Las emociones son formas de reflejar las experiencias
diarias, positivas y negativas, que son parte de nuestro proceso de desarrollo.
En un pequeño órgano de nuestro Sistema Nervioso Central llamado hipotálamo se
fabrican las respuestas emocionales. Allí, en nuestro cerebro, se encuentra la
mayor farmacia que existe, donde se crean unas partículas llamadas “péptidos”,
pequeñas secuencias de aminoácidos que, combinadas, crean las neurohormonas o
neuropéptidos. Ellas son las responsables de las emociones que sentimos
diariamente.
Según John Hagelin, profesor de física de la Universidad
Maharishi, dedicado al desarrollo de teorías del campo unificado cuántico: “hay
química para la rabia, para la felicidad, para el sufrimiento, la envidia,
etc.” En el momento en que sentimos una determinada emoción, el hipotálamo
descarga esos péptidos, liberándolos a través de la glándula pituitaria hasta
la sangre, que conectará con las células que tienen esos receptores en el
exterior.
El cerebro actúa como una tormenta que descarga los
pensamientos a través de la fisura sináptica. Nadie ha visto nunca un
pensamiento, ni siquiera en los más avanzados laboratorios, pero lo que sí se
ve es la tormenta eléctrica que provoca cada mentalismo, conectando las
neuronas a través de las “fisuras sinápticas”.
Cada célula tiene miles de receptores rodeando su
superficie, como abriéndose a esas experiencias emocionales. Candance Pert,
poseedora de patentes sobre péptidos modificados y profesora en la universidad
de medicina de Georgetown, lo explica así: “Cada célula es un pequeño hogar de
conciencia. Una entrada de un neuropéptido en una célula equivale a una
descarga de bioquímicos que pueden llegar a modificar el núcleo de la célula”.
Nuestro cerebro crea estos neuropéptidos y nuestras
células son las que se acostumbran a “recibir” cada una de las emociones: ira,
angustia, alegría, envidia, generosidad, pesimismo, optimismo. Al acostumbrarse
a ellas, se crean hábitos de pensamiento. A través de los millones de
terminaciones sinápticas, nuestro cerebro está continuamente recreándose; un
pensamiento o emoción crea una nueva conexión, que se refuerza cuando pensamos
o sentimos “algo” en repetidas ocasiones.

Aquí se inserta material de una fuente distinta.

#[tokio::main]
async fn main() -> Result<(), Box<dyn Error>> {
    focusroom::init_logger();
    let config = RoomConfig::from_env();
    let interrupts = InterruptWatcher::spawn();

    print_banner();

    let client: Arc<dyn ClientWrapper> =
        Arc::new(OllamaClient::new(&config.base_url, &config.model));
    let history_store = Arc::new(FileHistoryStore::new(
        &config.history_dir,
        config.history_ttl_secs,
    )?);
    let directory = FileDirectory::new(&config.personas_dir.join("db"))?;
    seed_builtin_personas(&directory).await?;
    let registry = PersonaRegistry::new(&config.personas_dir);
    let engine = TurnEngine::new(
        Arc::clone(&client),
        history_store.clone() as Arc<dyn HistoryStore>,
        config.chat_temperature,
        config.observe_temperature,
    );
    let vision = OllamaClient::new_with_api_key(
        &config.vision_base_url,
        &config.vision_model,
        &config.vision_api_key,
    );
    let image_service = ImageService::new(
        Box::new(OllamaVisionAnalyzer::new(vision)),
        &config.image_cache_dir,
        config.image_ttl_secs,
    );
    let mut loaded_images: HashMap<String, image_analysis::LoadedImage> = HashMap::new();

    let initial_keys = match choose_initial_personas(&registry) {
        Some(keys) => keys,
        None => return Ok(()),
    };
    let (chosen_topic, briefing) = prompt_topic().await;

    let mut state = RoomState::new().set_topic(&chosen_topic, &briefing);
    for key in &initial_keys {
        let full = registry.full_registry();
        let entry = match full.get(key) {
            Some(entry) => entry.clone(),
            None => continue,
        };
        cprintln(SYSTEM_COLOUR, &format!("[Loading {}...]", entry.name));
        match load_persona_context(key, &entry, &directory, history_store.as_ref()).await {
            Ok(ctx) => state = state.add(key).insert_persona(ctx),
            Err(e) => cprintln(SYSTEM_COLOUR, &format!("[Could not load {}: {}]", entry.name, e)),
        }
    }

    cprintln(SYSTEM_COLOUR, &format!("\n{}", divider()));
    cprintln(
        SYSTEM_COLOUR,
        &format!("  Room: {} ready", state.roster_names().join(", ")),
    );
    cprintln(SYSTEM_COLOUR, &format!("  Topic: {}", state.topic));
    cprintln(SYSTEM_COLOUR, &format!("{}\n", divider()));

    loop {
        // Aliases change as personas join and leave.
        let mention_map = registry.mention_map();

        let label = if !state.focus.is_empty() && state.personas.contains_key(&state.focus) {
            format!("{}You → {}{}", BOLD, state.display_name(&state.focus), RESET)
        } else {
            format!("{}You → [{}]{}", BOLD, state.roster_names().join(", "), RESET)
        };
        let mut input = match read_line(&format!("\n{}: ", label)) {
            Some(line) => line,
            None => "!exit".to_string(),
        };
        if input.is_empty() {
            continue;
        }

        match command::parse(&input, &mention_map) {
            Command::Exit => {
                close_room(&state, &client, &config).await;
                return Ok(());
            }
            Command::Reset => {
                for key in state.active.clone() {
                    if let Some(ctx) = state.personas.get(&key) {
                        if let Err(e) = history_store.delete(&ctx.history_key).await {
                            cprintln(SYSTEM_COLOUR, &format!("[Reset failed for {}: {}]", ctx.name, e));
                        }
                    }
                    state = state.update_history(&key, Vec::new());
                }
                cprintln(SYSTEM_COLOUR, "[Memory cleared — all personas reset to default.]");
                continue;
            }
            Command::Help => {
                print_help();
                continue;
            }
            Command::Observe { seed, rounds } => {
                let opts = ObserveOptions {
                    seed_topic: seed.clone(),
                    rounds,
                };
                let rounds_shown = rounds.unwrap_or(observe::DEFAULT_OBSERVE_ROUNDS);
                let note = format!(
                    "Observing ({} round{}){}.",
                    rounds_shown,
                    if rounds_shown == 1 { "" } else { "s" },
                    seed.as_deref()
                        .map(|s| format!(": {}", s))
                        .unwrap_or_default()
                );
                cprintln(SYSTEM_COLOUR, &format!("\n{}", divider()));
                cprintln(
                    SYSTEM_COLOUR,
                    &format!("  [Observing for {} round{} — Ctrl+C to stop early]",
                        rounds_shown,
                        if rounds_shown == 1 { "" } else { "s" }),
                );
                cprintln(SYSTEM_COLOUR, &format!("{}\n", divider()));

                let cancel = interrupts.arm();
                let with_note = state.append_transcript(TranscriptEntry::system(note));
                let image_briefing = image_briefing_for(&with_note, &loaded_images);
                let mut sink = observe_sink();
                match observe::run_observe(
                    &with_note,
                    &engine,
                    &opts,
                    &image_briefing,
                    &cancel,
                    &mut sink,
                )
                .await
                {
                    Ok((next, outcome)) => {
                        state = next;
                        if outcome.interrupted {
                            cprintln(SYSTEM_COLOUR, "\n[Observation stopped.]");
                        }
                    }
                    Err(e) => cprintln(SYSTEM_COLOUR, &format!("[{}]", e)),
                }
                print_hints();
                continue;
            }
            Command::Focus { key } => {
                if !state.active.contains(&key) {
                    cprintln(
                        SYSTEM_COLOUR,
                        &format!("[{} is not in the room. Use !add first.]", state.display_name(&key)),
                    );
                } else {
                    state = state.set_focus(&key);
                    let others: Vec<String> = state
                        .active
                        .iter()
                        .filter(|k| **k != key)
                        .map(|k| state.display_name(k))
                        .collect();
                    let observing = if others.is_empty() {
                        String::new()
                    } else {
                        format!(
                            " ({} {} observing)",
                            others.join(", "),
                            if others.len() == 1 { "is" } else { "are" }
                        )
                    };
                    cprintln(
                        SYSTEM_COLOUR,
                        &format!("[Focused on {}{}.]", state.display_name(&key), observing),
                    );
                }
                continue;
            }
            Command::Unfocus => {
                state = state.clear_focus();
                cprintln(SYSTEM_COLOUR, "[Focus cleared — all active personas will respond.]");
                continue;
            }
            Command::Add { key } => {
                if state.active.contains(&key) {
                    cprintln(
                        SYSTEM_COLOUR,
                        &format!("[{} is already in the room.]", state.display_name(&key)),
                    );
                    continue;
                }
                let full = registry.full_registry();
                let entry = match full.get(&key) {
                    Some(entry) => entry.clone(),
                    None => {
                        cprintln(SYSTEM_COLOUR, "[Unknown persona key.]");
                        continue;
                    }
                };
                cprintln(SYSTEM_COLOUR, &format!("[Loading {}...]", entry.name));
                if !state.personas.contains_key(&key) {
                    match load_persona_context(&key, &entry, &directory, history_store.as_ref()).await
                    {
                        Ok(ctx) => state = state.insert_persona(ctx),
                        Err(e) => {
                            cprintln(SYSTEM_COLOUR, &format!("[Could not load {}: {}]", entry.name, e));
                            continue;
                        }
                    }
                }
                state = state.add(&key);
                cprintln(
                    persona_colour(&key),
                    &format!("[{} has joined the room.]", entry.name),
                );
                state = state.append_transcript(TranscriptEntry::system(format!(
                    "{} joined the room.",
                    entry.name
                )));
                continue;
            }
            Command::Kick { key } => {
                if !state.active.contains(&key) {
                    cprintln(
                        SYSTEM_COLOUR,
                        &format!("[{} is not in the room.]", state.display_name(&key)),
                    );
                } else {
                    let name = state.display_name(&key);
                    state = state.kick(&key);
                    cprintln(persona_colour(&key), &format!("[{} has left the room.]", name));
                    state = state.append_transcript(TranscriptEntry::system(format!(
                        "{} left the room.",
                        name
                    )));
                }
                continue;
            }
            Command::TopicSet { text } => {
                cprintln(SYSTEM_COLOUR, &format!("[Switching topic to: {}]", text));
                let briefing = topic::fetch_topic_briefing(&text).await;
                state = state.set_topic(&text, &briefing);
                cprintln(
                    SYSTEM_COLOUR,
                    &format!("[Context loaded. Personas are now briefed on: {}]", text),
                );
                state = state.append_transcript(TranscriptEntry::system(format!(
                    "Topic changed to: {}",
                    text
                )));
                continue;
            }
            Command::TopicClear => {
                state = state.clear_topic(topic::DEFAULT_TOPIC, &topic::default_briefing());
                cprintln(
                    SYSTEM_COLOUR,
                    &format!("[Topic reset to default: {}]", topic::DEFAULT_TOPIC),
                );
                continue;
            }
            Command::ImageLoad { source } => {
                let path = Path::new(&source);
                if !path.exists() {
                    cprintln(SYSTEM_COLOUR, &format!("[File not found: {}]", source));
                    continue;
                }
                cprintln(
                    SYSTEM_COLOUR,
                    &format!("[Analyzing image: {}...]", source),
                );
                let result = image_service.analyze(path).await;
                state = load_image_into_room(state, &mut loaded_images, result);
                continue;
            }
            Command::ImageClear => {
                state = state.clear_images();
                loaded_images.clear();
                cprintln(SYSTEM_COLOUR, "[All images removed from the room.]");
                state = state
                    .append_transcript(TranscriptEntry::system("Image context cleared."));
                continue;
            }
            Command::ImageList => {
                if state.images.is_empty() {
                    cprintln(SYSTEM_COLOUR, "[No images loaded. Use !image <path> to share one.]");
                } else {
                    cprintln(SYSTEM_COLOUR, &format!("\n{}", divider()));
                    cprintln(
                        SYSTEM_COLOUR,
                        &format!("  Images in room ({}):", state.images.len()),
                    );
                    for (i, img) in state.images.iter().enumerate() {
                        cprintln(
                            SYSTEM_COLOUR,
                            &format!("  {}. {}  [{}...]", i + 1, img.filename, &img.hash[..8]),
                        );
                    }
                    cprintln(SYSTEM_COLOUR, &divider());
                }
                continue;
            }
            Command::DidYouMean { suggestion } => {
                cprintln(SYSTEM_COLOUR, &format!("[Did you mean: {}]", suggestion));
                continue;
            }
            Command::UsageHint { text } => {
                cprintln(SYSTEM_COLOUR, &format!("[{}]", text));
                continue;
            }
            Command::UnknownAdd { name }
            | Command::UnknownKick { name }
            | Command::UnknownFocus { name } => {
                let known: Vec<String> = mention_map.keys().cloned().collect();
                cprintln(
                    SYSTEM_COLOUR,
                    &format!("[Unknown persona @{}. Known: {}]", name, known.join(", ")),
                );
                continue;
            }
            Command::None => {}
        }

        // An !image reference embedded in an utterance loads the image first,
        // then sends the remaining text to the room.
        if let Some(pos) = input.to_lowercase().find("!image ") {
            let raw_source = input[pos + "!image ".len()..].trim();
            let source = raw_source
                .strip_prefix('"')
                .and_then(|s| s.strip_suffix('"'))
                .or_else(|| raw_source.strip_prefix('\'').and_then(|s| s.strip_suffix('\'')))
                .unwrap_or(raw_source)
                .to_string();
            let path = Path::new(&source);
            if path.exists() {
                cprintln(SYSTEM_COLOUR, &format!("[Analyzing image: {}...]", source));
                let result = image_service.analyze(path).await;
                state = load_image_into_room(state, &mut loaded_images, result);
            } else {
                cprintln(SYSTEM_COLOUR, &format!("[File not found: {}]", source));
            }
            input = input[..pos].trim().to_string();
            if input.is_empty() {
                continue;
            }
        }

        if state.active.is_empty() {
            cprintln(SYSTEM_COLOUR, "[No personas in the room. Use !add @name.]");
            continue;
        }

        state = state.append_transcript(TranscriptEntry::moderator(input.clone()));
        let image_briefing = image_briefing_for(&state, &loaded_images);
        let cancel = interrupts.arm();
        state = respond_to_moderator(state, &engine, &input, &image_briefing, &cancel).await;

        if !state.focus.is_empty() {
            let observers: Vec<String> = state
                .active
                .iter()
                .filter(|k| **k != state.focus)
                .map(|k| state.display_name(k))
                .collect();
            if !observers.is_empty() {
                cprintln(
                    SYSTEM_COLOUR,
                    &format!(
                        "  [{} {} observing]",
                        observers.join(", "),
                        if observers.len() == 1 { "is" } else { "are" }
                    ),
                );
            }
        }
        print_hints();
    }
}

Así es como una persona asocia una determinada
situación con una emoción: una mala experiencia en un ascensor, como quedarse
encerrado, puede hacer que el objeto “ascensor” se asocie al temor a quedarse
encerrado. Si no se interrumpe esa asociación, nuestro cerebro podría
relacionar ese pensamiento-objeto con esa emoción y reforzar esa conexión,
conocida en el ámbito de la psicología como “fobia” o “miedo”.
Todos los hábitos y adicciones operan con la misma
mecánica. Un miedo (a no dormir, a hablar en público, a enamorarse) puede hacer
que recurramos a una pastilla, una droga o un tipo de pensamiento nocivo. El
objetivo inconsciente es “engañar” a nuestras células con otra emoción
diferente, generalmente, algo que nos excite, “distrayéndonos” del miedo. De
esta manera, cada vez que volvamos a esa situación, el miedo nos conectará,
inevitablemente, con la “solución”, es decir, con la adicción. Detrás de cada
adicción (drogas, personas, bebida, juego, sexo, televisión) hay pues un miedo
insertado en la memoria celular.
La buena noticia es que, en cuanto rompemos ese
círculo vicioso, en cuanto quebramos esa conexión, el cerebro crea otro puente
entre neuronas que es el “pasaje a la liberación”. Porque, como ha demostrado
el Instituto Tecnológico de Massachussets en sus investigaciones con lamas
budistas en estado de meditación, nuestro cerebro está permanentemente
rehaciéndose, incluso, en la ancianidad. Por ello, se puede desaprender y
reaprender nuevas formas de vivir las emociones.